_Goal of the exercise_.
The records below are to be reproduced word for word.
==== Dataset entries ====
impl SemiExpression {
    pub fn new() -> Self {
        Self::default()
    }

    pub fn with_tokenizer(tokenizer: Tokenizer) -> Self {
        Self {
            tokens: Vec::new(),
            tokenizer,
        }
    }

    pub fn with_preferences(preferences: &TokenizerPreferences) -> Self {
        Self::with_tokenizer(Tokenizer::with_preferences(preferences))
    }

    /// Group holding `tokens`, with no source attached
    pub fn from_tokens(tokens: Vec<String>) -> Self {
        Self {
            tokens,
            tokenizer: Tokenizer::new(),
        }
    }

    // ------------------------------------------------------------------
    // Source handling
    // ------------------------------------------------------------------

    /// Open a file; on failure the builder acts as an empty, finished group
    pub fn open<P: AsRef<Path>>(&mut self, path: P) -> bool {
        self.try_open(path).is_ok()
    }

    pub fn try_open<P: AsRef<Path>>(&mut self, path: P) -> Result<(), SourceError> {
        self.tokens.clear();
        self.tokenizer.try_open(path)
    }

    pub fn open_text(&mut self, text: &str) {
        self.tokens.clear();
        self.tokenizer.open_text(text);
    }

    pub fn close(&mut self) {
        self.tokenizer.close();
    }

    pub fn tokenizer(&self) -> &Tokenizer {
        &self.tokenizer
    }

    pub fn tokenizer_mut(&mut self) -> &mut Tokenizer {
        &mut self.tokenizer
    }

    pub fn is_done(&self) -> bool {
        self.tokenizer.is_done()
    }

    pub fn line_count(&self) -> usize {
        self.tokenizer.line_count()
    }

    // ------------------------------------------------------------------
    // Collection
    // ------------------------------------------------------------------

    /// Replace the group with the next semi-expression.
    ///
    /// Tokens are pulled until a terminator or end of input; newline tokens
    /// are never stored. A group that starts a `for` header swallows two more
    /// segments so the whole header arrives as one unit.
    pub fn get_tokens(&mut self) -> &[String] {
        self.tokens.clear();
        self.collect_statement();
        &self.tokens
    }

    /// Fill the (empty) group with one segment, folding in the rest of a
    /// `for` header. Extra segments are collected the same way, so a header
    /// nested inside another header is folded too.
    fn collect_statement(&mut self) {
        self.collect_segment();
        if !self.has_sequence(FOR_HEADER_MARKERS) {
            return;
        }

        for _ in 0..FOR_HEADER_EXTRA_SEGMENTS {
            let head = std::mem::take(&mut self.tokens);
            self.collect_statement();
            let segment = std::mem::replace(&mut self.tokens, head);
            self.tokens.extend(segment);
        }
        log_debug!(code = codes::success::FOR_HEADER_FOLDED, "Folded for header",
            line = self.line_count(),
            "tokens" => self.tokens.len()
        );
    }

    /// Append tokens to the (empty) group up to and including a terminator
    fn collect_segment(&mut self) {
        while !self.tokenizer.is_done() {
            let Some(token) = self.tokenizer.get_token() else {
                break;
            };

            if token == NEWLINE_TOKEN {
                self.trim();
                if self.starts_with_preprocessor_marker() {
                    return;
                }
                continue;
            }

            let terminates = is_terminator_token(&token);
            self.tokens.push(token);
            if terminates {
                return;
            }
        }
    }

    fn starts_with_preprocessor_marker(&self) -> bool {
        self.tokens
            .iter()
            .find(|token| token.as_str() != NEWLINE_TOKEN)
            .is_some_and(|token| token == PREPROCESSOR_MARKER)
    }

    /// Drop newline tokens from the front of the group
    pub fn trim(&mut self) {
        let leading = self
            .tokens
            .iter()
            .take_while(|token| token.as_str() == NEWLINE_TOKEN)
            .count();
        self.tokens.drain(..leading);
    }

    // ------------------------------------------------------------------
    // Queries
    // ------------------------------------------------------------------

    /// Whether `token` ends this group: `;`, `{`, `}`, or a newline closing a
    /// line that begins with `#`
    pub fn is_terminator(&self, token: &str) -> bool {
        if is_terminator_token(token) {
            return true;
        }
        token.starts_with('\n') && self.starts_with_preprocessor_marker()
    }

    pub fn has_terminator(&self) -> bool {
        self.tokens
            .last()
            .is_some_and(|last| self.is_terminator(last))
    }

    /// Ordered-subsequence check that stops one marker short.
    ///
    /// Scans once with a cursor into `markers`; succeeds as soon as every
    /// marker except the last has been matched in order. The final marker is
    /// never required to appear, so `["class", "{"]` matches any group
    /// containing `class`.
    pub fn has_sequence(&self, markers: &[&str]) -> bool {
        let Some(last_index) = markers.len().checked_sub(1) else {
            return false;
        };

        let mut position = 0;
        for token in &self.tokens {
            if position == last_index {
                return true;
            }
            if token == markers[position] {
                position += 1;
            }
        }
        position == last_index
    }

    pub fn contains(&self, token: &str) -> bool {
        self.tokens.iter().any(|t| t == token)
    }

    /// Index of the first occurrence of `token`
    pub fn find(&self, token: &str) -> Option<usize> {
        self.tokens.iter().position(|t| t == token)
    }

    /// Token just before the first occurrence of `token`; empty when `token`
    /// is absent or first
    pub fn predecessor(&self, token: &str) -> &str {
        match self.find(token) {
            Some(index) if index > 0 => &self.tokens[index - 1],
            _ => "",
        }
    }

    pub fn last_token(&self) -> Option<&str> {
        self.tokens.last().map(String::as_str)
    }

    pub fn size(&self) -> usize {
        self.tokens.len()
    }

    pub fn is_empty(&self) -> bool {
        self.tokens.is_empty()
    }

    pub fn tokens(&self) -> &[String] {
        &self.tokens
    }

    pub fn iter(&self) -> std::slice::Iter<'_, String> {
        self.tokens.iter()
    }

    pub fn get(&self, index: usize) -> Option<&str> {
        self.tokens.get(index).map(String::as_str)
    }

    // ------------------------------------------------------------------
    // Editing
    // ------------------------------------------------------------------

    pub fn add(&mut self, token: impl Into<String>) -> &mut Self {
        self.tokens.push(token.into());
        self
    }

    /// Append every token of `other`
    pub fn add_range(&mut self, other: &SemiExpression) -> &mut Self {
        self.tokens.extend(other.tokens.iter().cloned());
        self
    }

    pub fn clear(&mut self) {
        self.tokens.clear();
    }

    /// Insert before `index`; `index == size()` appends
    pub fn insert(&mut self, index: usize, token: impl Into<String>) -> bool {
        self.try_insert(index, token).is_ok()
    }

    pub fn try_insert(&mut self, index: usize, token: impl Into<String>) -> Result<(), SemiError> {
        if index > self.tokens.len() {
            return Err(self.out_of_range(index));
        }
        self.tokens.insert(index, token.into());
        Ok(())
    }

    /// Replace the token at `index`
    pub fn set(&mut self, index: usize, token: impl Into<String>) -> bool {
        self.try_set(index, token).is_ok()
    }

    pub fn try_set(&mut self, index: usize, token: impl Into<String>) -> Result<(), SemiError> {
        if index >= self.tokens.len() {
            return Err(self.out_of_range(index));
        }
        self.tokens[index] = token.into();
        Ok(())
    }

    fn out_of_range(&self, index: usize) -> SemiError {
        let size = self.tokens.len();
        log_debug!("Rejected semi-expression index", "index" => index, "size" => size);
        SemiError::IndexOutOfRange { index, size }
    }

    /// Group rendered for display, newline tokens left out
    pub fn show(&self) -> String {
        let mut output = String::from("--  ");
        for token in self.tokens.iter().filter(|t| t.as_str() != NEWLINE_TOKEN) {
            output.push_str(token);
            output.push(' ');
        }
        output
    }
}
====
_Result for this exercise_.
impl SemiExpression {
    pub fn new() -> Self {
        Self::default()
    }

    pub fn with_tokenizer(tokenizer: Tokenizer) -> Self {
        Self {
            tokens: Vec::new(),
            tokenizer,
        }
    }

    pub fn with_preferences(preferences: &TokenizerPreferences) -> Self {
        Self::with_tokenizer(Tokenizer::with_preferences(preferences))
    }

    /// Group holding `tokens`, with no source attached
    pub fn from_tokens(tokens: Vec<String>) -> Self {
        Self {
            tokens,
            tokenizer: Tokenizer::new(),
        }
    }

    // ------------------------------------------------------------------
    // Source handling
    // ------------------------------------------------------------------

    /// Open a file; on failure the builder acts as an empty, finished group
    pub fn open<P: AsRef<Path>>(&mut self, path: P) -> bool {
        self.try_open(path).is_ok()
    }

    pub fn try_open<P: AsRef<Path>>(&mut self, path: P) -> Result<(), SourceError> {
        self.tokens.clear();
        self.tokenizer.try_open(path)
    }

    pub fn open_text(&mut self, text: &str) {
        self.tokens.clear();
        self.tokenizer.open_text(text);
    }

    pub fn close(&mut self) {
        self.tokenizer.close();
    }

    pub fn tokenizer(&self) -> &Tokenizer {
        &self.tokenizer
    }

    pub fn tokenizer_mut(&mut self) -> &mut Tokenizer {
        &mut self.tokenizer
    }

    pub fn is_done(&self) -> bool {
        self.tokenizer.is_done()
    }

    pub fn line_count(&self) -> usize {
        self.tokenizer.line_count()
    }

    // ------------------------------------------------------------------
    // Collection
    // ------------------------------------------------------------------

    /// Replace the group with the next semi-expression.
    ///
    /// Tokens are pulled until a terminator or end of input; newline tokens
    /// are never stored. A group that starts a `for` header swallows two more
    /// segments so the whole header arrives as one unit.
    pub fn get_tokens(&mut self) -> &[String] {
        self.tokens.clear();
        self.collect_statement();
        &self.tokens
    }

    /// Fill the (empty) group with one segment, folding in the rest of a
    /// `for` header. Extra segments are collected the same way, so a header
    /// nested inside another header is folded too.
    fn collect_statement(&mut self) {
        self.collect_segment();
        if !self.has_sequence(FOR_HEADER_MARKERS) {
            return;
        }

        for _ in 0..FOR_HEADER_EXTRA_SEGMENTS {
            let head = std::mem::take(&mut self.tokens);
            self.collect_statement();
            let segment = std::mem::replace(&mut self.tokens, head);
            self.tokens.extend(segment);
        }
        log_debug!(code = codes::success::FOR_HEADER_FOLDED, "Folded for header",
            line = self.line_count(),
            "tokens" => self.tokens.len()
        );
    }

    /// Append tokens to the (empty) group up to and including a terminator
    fn collect_segment(&mut self) {
        while !self.tokenizer.is_done() {
            let Some(token) = self.tokenizer.get_token() else {
                break;
            };

            if token == NEWLINE_TOKEN {
                self.trim();
                if self.starts_with_preprocessor_marker() {
                    return;
                }
                continue;
            }

            let terminates = is_terminator_token(&token);
            self.tokens.push(token);
            if terminates {
                return;
            }
        }
    }

    fn starts_with_preprocessor_marker(&self) -> bool {
        self.tokens
            .iter()
            .find(|token| token.as_str() != NEWLINE_TOKEN)
            .is_some_and(|token| token == PREPROCESSOR_MARKER)
    }

    /// Drop newline tokens from the front of the group
    pub fn trim(&mut self) {
        let leading = self
            .tokens
            .iter()
            .take_while(|token| token.as_str() == NEWLINE_TOKEN)
            .count();
        self.tokens.drain(..leading);
    }

    // ------------------------------------------------------------------
    // Queries
    // ------------------------------------------------------------------

    /// Whether `token` ends this group: `;`, `{`, `}`, or a newline closing a
    /// line that begins with `#`
    pub fn is_terminator(&self, token: &str) -> bool {
        if is_terminator_token(token) {
            return true;
        }
        token.starts_with('\n') && self.starts_with_preprocessor_marker()
    }

    pub fn has_terminator(&self) -> bool {
        self.tokens
            .last()
            .is_some_and(|last| self.is_terminator(last))
    }

    /// Ordered-subsequence check that stops one marker short.
    ///
    /// Scans once with a cursor into `markers`; succeeds as soon as every
    /// marker except the last has been matched in order. The final marker is
    /// never required to appear, so `["class", "{"]` matches any group
    /// containing `class`.
    pub fn has_sequence(&self, markers: &[&str]) -> bool {
        let Some(last_index) = markers.len().checked_sub(1) else {
            return false;
        };

        let mut position = 0;
        for token in &self.tokens {
            if position == last_index {
                return true;
            }
            if token == markers[position] {
                position += 1;
            }
        }
        position == last_index
    }

    pub fn contains(&self, token: &str) -> bool {
        self.tokens.iter().any(|t| t == token)
    }

    /// Index of the first occurrence of `token`
    pub fn find(&self, token: &str) -> Option<usize> {
        self.tokens.iter().position(|t| t == token)
    }

    /// Token just before the first occurrence of `token`; empty when `token`
    /// is absent or first
    pub fn predecessor(&self, token: &str) -> &str {
        match self.find(token) {
            Some(index) if index > 0 => &self.tokens[index - 1],
            _ => "",
        }
    }

    pub fn last_token(&self) -> Option<&str> {
        self.tokens.last().map(String::as_str)
    }

    pub fn size(&self) -> usize {
        self.tokens.len()
    }

    pub fn is_empty(&self) -> bool {
        self.tokens.is_empty()
    }

    pub fn tokens(&self) -> &[String] {
        &self.tokens
    }

    pub fn iter(&self) -> std::slice::Iter<'_, String> {
        self.tokens.iter()
    }

    pub fn get(&self, index: usize) -> Option<&str> {
        self.tokens.get(index).map(String::as_str)
    }

    // ------------------------------------------------------------------
    // Editing
    // ------------------------------------------------------------------

    pub fn add(&mut self, token: impl Into<String>) -> &mut Self {
        self.tokens.push(token.into());
        self
    }

    /// Append every token of `other`
    pub fn add_range(&mut self, other: &SemiExpression) -> &mut Self {
        self.tokens.extend(other.tokens.iter().cloned());
        self
    }

    pub fn clear(&mut self) {
        self.tokens.clear();
    }

    /// Insert before `index`; `index == size()` appends
    pub fn insert(&mut self, index: usize, token: impl Into<String>) -> bool {
        self.try_insert(index, token).is_ok()
    }

    pub fn try_insert(&mut self, index: usize, token: impl Into<String>) -> Result<(), SemiError> {
        if index > self.tokens.len() {
            return Err(self.out_of_range(index));
        }
        self.tokens.insert(index, token.into());
        Ok(())
    }

    /// Replace the token at `index`
    pub fn set(&mut self, index: usize, token: impl Into<String>) -> bool {
        self.try_set(index, token).is_ok()
    }

    pub fn try_set(&mut self, index: usize, token: impl Into<String>) -> Result<(), SemiError> {
        if index >= self.tokens.len() {
            return Err(self.out_of_range(index));
        }
        self.tokens[index] = token.into();
        Ok(())
    }

    fn out_of_range(&self, index: usize) -> SemiError {
        let size = self.tokens.len();
        log_debug!("Rejected semi-expression index", "index" => index, "size" => size);
        SemiError::IndexOutOfRange { index, size }
    }

    /// Group rendered for display, newline tokens left out
    pub fn show(&self) -> String {
        let mut output = String::from("--  ");
        for token in self.tokens.iter().filter(|t| t.as_str() != NEWLINE_TOKEN) {
            output.push_str(token);
            output.push(' ');
        }
        output
    }
}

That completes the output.